------ DATASET RECORDS
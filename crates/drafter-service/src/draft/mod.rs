//! Draft lifecycle.
//!
//! ## Module Organization
//!
//! - `content`: Fallback extraction of proposed content from assistant turns
//! - `fields`: Typed partial updates
//! - `merge`: Applying updates to payloads
//! - `service`: Create, update, close and deliver operations over the store
//! - `summary`: Draft context handed to the oracle
//! - `validate`: Per-type completeness rules

pub mod content;
pub mod fields;
pub mod merge;
pub mod service;
pub mod summary;
pub mod validate;

pub use content::{ContentResolver, HeuristicContentResolver};
pub use fields::{FieldUpdates, ListMode};
pub use service::{CreateOutcome, DraftService};
pub use validate::Completeness;
//! Delivery provider seam.
//!
//! ## Module Organization
//!
//! - `params`: Provider-agnostic send/reply/create-event parameters built
//!   from complete drafts
//! - `webhook`: Provider that posts parameters to an HTTP endpoint

use async_trait::async_trait;
use serde::{Deserialize, Serialize};
use thiserror::Error;

use drafter_db::model::draft::Draft;

pub mod params;
pub mod webhook;

pub use params::{CreateEventParams, DeliveryParams, ReplyParams, SendNewParams};
pub use webhook::WebhookDeliveryProvider;

/// What a provider reports back after accepting a request.
#[derive(Debug, Clone, Default, PartialEq, Eq, Serialize, Deserialize)]
pub struct DeliveryReceipt {
    pub provider_message_id: Option<String>,
}

#[derive(Debug, Error)]
pub enum DeliveryError {
    /// The provider refused the request.
    #[error("Delivery rejected: {0}")]
    Rejected(String),

    #[error("Delivery transport error: {0}")]
    Transport(String),
}

/// Result of handing a draft to a provider.
///
/// A provider failure is an outcome, not an error: the draft is kept in
/// `composio_error` with the rejection text so it can be corrected and
/// retried.
#[derive(Debug, Clone, PartialEq)]
pub enum DeliveryOutcome {
    Delivered { draft: Draft, receipt: DeliveryReceipt },
    Failed { draft: Draft, error: String },
}

impl DeliveryOutcome {
    #[must_use]
    pub const fn draft(&self) -> &Draft {
        match self {
            Self::Delivered { draft, .. } | Self::Failed { draft, .. } => draft,
        }
    }
}

/// External send/create API.
#[async_trait]
pub trait DeliveryProvider: Send + Sync {
    async fn deliver(&self, params: &DeliveryParams) -> Result<DeliveryReceipt, DeliveryError>;
}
------------
▸ INSTRUCTIONS TO FOLLOW:
Give again, word for word, every line of the listing above from the one with "pub use validate::Completeness;" to the one with "use async_trait::async_trait;", both inclusive, and nothing beyond them.

▸ SOLUTION TO THE PROBLEM:
pub use validate::Completeness;
//! Delivery provider seam.
//!
//! ## Module Organization
//!
//! - `params`: Provider-agnostic send/reply/create-event parameters built
//!   from complete drafts
//! - `webhook`: Provider that posts parameters to an HTTP endpoint

use async_trait::async_trait;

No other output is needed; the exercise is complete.